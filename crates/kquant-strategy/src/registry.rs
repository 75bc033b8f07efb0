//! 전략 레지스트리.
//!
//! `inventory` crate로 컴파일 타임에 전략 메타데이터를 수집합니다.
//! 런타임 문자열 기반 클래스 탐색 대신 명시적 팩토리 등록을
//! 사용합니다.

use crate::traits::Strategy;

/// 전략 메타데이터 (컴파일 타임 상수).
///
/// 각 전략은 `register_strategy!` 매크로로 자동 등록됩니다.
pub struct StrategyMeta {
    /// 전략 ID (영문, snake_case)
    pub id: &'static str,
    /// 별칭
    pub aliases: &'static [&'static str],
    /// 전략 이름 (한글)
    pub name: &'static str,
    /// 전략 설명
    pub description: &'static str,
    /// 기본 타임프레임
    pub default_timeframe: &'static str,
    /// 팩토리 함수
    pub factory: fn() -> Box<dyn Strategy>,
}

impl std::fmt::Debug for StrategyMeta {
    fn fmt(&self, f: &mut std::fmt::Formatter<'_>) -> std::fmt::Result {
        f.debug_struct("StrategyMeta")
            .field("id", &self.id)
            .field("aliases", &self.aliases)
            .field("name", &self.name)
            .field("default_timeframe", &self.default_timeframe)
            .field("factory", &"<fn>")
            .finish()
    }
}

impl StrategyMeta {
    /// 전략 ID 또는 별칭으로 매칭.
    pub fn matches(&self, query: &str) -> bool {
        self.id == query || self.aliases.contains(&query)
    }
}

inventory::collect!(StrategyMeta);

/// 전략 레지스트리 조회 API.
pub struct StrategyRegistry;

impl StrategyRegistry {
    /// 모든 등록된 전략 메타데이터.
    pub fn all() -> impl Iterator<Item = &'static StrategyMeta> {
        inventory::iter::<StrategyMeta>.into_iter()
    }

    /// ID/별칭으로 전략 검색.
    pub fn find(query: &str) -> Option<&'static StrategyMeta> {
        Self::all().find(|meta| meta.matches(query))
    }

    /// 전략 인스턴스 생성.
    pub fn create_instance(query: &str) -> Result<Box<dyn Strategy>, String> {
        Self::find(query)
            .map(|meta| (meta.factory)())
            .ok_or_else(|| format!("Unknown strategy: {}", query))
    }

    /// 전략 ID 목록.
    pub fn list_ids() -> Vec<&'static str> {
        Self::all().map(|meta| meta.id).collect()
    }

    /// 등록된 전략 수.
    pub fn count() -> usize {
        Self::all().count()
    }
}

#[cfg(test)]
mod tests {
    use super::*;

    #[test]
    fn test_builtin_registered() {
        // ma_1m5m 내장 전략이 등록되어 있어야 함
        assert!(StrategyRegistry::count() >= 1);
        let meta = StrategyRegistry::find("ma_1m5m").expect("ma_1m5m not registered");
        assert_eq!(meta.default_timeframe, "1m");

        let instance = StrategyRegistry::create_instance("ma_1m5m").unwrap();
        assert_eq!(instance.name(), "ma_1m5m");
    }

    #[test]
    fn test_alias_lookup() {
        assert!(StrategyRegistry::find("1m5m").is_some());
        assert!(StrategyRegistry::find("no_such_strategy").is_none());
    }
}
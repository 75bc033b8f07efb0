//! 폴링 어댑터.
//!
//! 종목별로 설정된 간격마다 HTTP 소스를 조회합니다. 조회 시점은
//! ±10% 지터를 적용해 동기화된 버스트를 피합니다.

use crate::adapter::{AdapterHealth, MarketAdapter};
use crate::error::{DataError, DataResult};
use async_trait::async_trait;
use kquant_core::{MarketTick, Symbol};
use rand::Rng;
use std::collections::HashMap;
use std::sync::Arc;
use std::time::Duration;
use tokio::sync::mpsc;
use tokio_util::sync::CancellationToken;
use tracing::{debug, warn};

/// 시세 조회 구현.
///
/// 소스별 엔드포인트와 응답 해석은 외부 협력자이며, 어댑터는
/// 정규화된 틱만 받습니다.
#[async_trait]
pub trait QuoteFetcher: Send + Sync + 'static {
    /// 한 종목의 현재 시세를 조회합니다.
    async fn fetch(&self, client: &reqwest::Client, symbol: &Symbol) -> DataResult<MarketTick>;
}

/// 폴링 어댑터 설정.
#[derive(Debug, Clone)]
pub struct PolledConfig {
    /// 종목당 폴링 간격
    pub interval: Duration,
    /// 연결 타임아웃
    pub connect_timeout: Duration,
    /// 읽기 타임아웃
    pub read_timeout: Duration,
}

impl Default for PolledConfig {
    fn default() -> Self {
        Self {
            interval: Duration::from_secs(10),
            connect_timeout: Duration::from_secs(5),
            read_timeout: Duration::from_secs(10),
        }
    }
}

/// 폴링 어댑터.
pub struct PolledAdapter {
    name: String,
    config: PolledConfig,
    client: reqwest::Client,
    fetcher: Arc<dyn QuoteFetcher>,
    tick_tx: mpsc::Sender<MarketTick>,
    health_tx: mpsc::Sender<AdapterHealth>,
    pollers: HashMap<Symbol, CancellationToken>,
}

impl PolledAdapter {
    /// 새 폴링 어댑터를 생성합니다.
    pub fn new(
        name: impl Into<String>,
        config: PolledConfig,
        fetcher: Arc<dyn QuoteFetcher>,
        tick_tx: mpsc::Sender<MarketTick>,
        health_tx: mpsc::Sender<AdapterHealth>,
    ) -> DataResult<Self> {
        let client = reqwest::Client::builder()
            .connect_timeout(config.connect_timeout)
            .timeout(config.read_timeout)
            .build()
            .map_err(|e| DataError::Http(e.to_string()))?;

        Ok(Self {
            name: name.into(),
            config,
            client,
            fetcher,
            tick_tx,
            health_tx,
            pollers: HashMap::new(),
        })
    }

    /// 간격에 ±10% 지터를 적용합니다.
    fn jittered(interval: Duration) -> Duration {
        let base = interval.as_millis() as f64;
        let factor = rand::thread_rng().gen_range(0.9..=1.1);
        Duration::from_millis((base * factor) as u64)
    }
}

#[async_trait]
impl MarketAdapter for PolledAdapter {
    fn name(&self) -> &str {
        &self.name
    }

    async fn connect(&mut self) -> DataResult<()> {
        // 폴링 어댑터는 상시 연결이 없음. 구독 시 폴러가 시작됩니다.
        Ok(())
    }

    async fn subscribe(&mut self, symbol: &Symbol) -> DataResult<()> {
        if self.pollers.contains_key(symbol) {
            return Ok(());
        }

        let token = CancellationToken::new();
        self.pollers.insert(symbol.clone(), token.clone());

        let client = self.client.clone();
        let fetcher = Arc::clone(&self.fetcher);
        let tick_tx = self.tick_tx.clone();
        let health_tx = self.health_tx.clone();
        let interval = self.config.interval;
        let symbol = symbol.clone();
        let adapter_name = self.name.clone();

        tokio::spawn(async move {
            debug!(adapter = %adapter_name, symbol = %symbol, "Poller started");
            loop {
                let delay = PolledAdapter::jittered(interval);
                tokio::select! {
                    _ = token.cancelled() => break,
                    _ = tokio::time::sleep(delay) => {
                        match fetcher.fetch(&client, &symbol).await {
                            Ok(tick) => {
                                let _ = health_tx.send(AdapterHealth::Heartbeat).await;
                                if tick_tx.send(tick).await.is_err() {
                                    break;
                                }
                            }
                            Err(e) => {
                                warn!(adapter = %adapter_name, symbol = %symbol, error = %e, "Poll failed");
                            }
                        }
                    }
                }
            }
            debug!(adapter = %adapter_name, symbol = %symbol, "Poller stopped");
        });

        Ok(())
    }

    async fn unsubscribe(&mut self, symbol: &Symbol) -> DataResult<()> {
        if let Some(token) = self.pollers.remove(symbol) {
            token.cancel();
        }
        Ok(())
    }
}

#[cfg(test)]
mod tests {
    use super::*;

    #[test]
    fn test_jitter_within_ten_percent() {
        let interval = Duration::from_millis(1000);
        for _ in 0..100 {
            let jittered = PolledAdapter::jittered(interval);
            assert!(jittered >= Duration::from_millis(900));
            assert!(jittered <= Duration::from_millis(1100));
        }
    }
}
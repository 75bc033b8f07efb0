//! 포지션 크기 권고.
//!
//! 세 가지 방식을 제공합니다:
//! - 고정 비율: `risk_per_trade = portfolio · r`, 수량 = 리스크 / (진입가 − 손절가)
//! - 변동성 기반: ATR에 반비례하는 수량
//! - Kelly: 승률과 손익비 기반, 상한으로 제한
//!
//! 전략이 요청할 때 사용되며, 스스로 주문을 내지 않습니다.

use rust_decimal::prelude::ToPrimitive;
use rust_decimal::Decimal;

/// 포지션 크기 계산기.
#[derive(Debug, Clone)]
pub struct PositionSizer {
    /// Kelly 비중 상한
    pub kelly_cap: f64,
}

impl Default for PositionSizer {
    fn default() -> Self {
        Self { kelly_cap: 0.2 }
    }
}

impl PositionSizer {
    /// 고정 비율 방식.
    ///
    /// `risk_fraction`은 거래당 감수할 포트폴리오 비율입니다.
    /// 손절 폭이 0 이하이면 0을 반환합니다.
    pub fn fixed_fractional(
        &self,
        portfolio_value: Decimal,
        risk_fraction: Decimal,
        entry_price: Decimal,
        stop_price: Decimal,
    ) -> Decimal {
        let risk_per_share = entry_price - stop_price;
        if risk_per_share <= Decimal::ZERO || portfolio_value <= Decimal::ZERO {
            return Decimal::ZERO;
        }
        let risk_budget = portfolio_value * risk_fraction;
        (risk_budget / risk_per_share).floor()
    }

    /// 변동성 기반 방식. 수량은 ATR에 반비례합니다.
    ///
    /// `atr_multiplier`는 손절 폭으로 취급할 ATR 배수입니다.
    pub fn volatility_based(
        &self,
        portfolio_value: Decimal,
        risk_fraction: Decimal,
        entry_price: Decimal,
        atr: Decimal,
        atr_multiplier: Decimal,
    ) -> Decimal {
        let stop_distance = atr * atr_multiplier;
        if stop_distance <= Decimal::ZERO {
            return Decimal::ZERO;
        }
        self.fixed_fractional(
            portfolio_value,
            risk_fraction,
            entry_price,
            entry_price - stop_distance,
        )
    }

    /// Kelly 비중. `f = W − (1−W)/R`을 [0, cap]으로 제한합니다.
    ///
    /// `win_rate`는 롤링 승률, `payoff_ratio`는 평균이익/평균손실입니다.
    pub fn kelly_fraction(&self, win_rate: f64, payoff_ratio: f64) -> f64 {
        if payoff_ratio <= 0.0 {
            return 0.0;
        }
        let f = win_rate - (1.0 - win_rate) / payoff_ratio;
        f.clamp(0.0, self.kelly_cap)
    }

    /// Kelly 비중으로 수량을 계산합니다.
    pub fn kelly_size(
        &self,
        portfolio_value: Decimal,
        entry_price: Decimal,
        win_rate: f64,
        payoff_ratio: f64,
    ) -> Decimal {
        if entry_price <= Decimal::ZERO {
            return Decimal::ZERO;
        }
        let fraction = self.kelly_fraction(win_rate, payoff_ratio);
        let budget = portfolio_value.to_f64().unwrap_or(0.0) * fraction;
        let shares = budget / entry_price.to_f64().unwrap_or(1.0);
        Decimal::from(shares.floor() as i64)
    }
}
-------------------------
On how many lines of the listing does the string "reqwest" appear? Only the number should be given.

3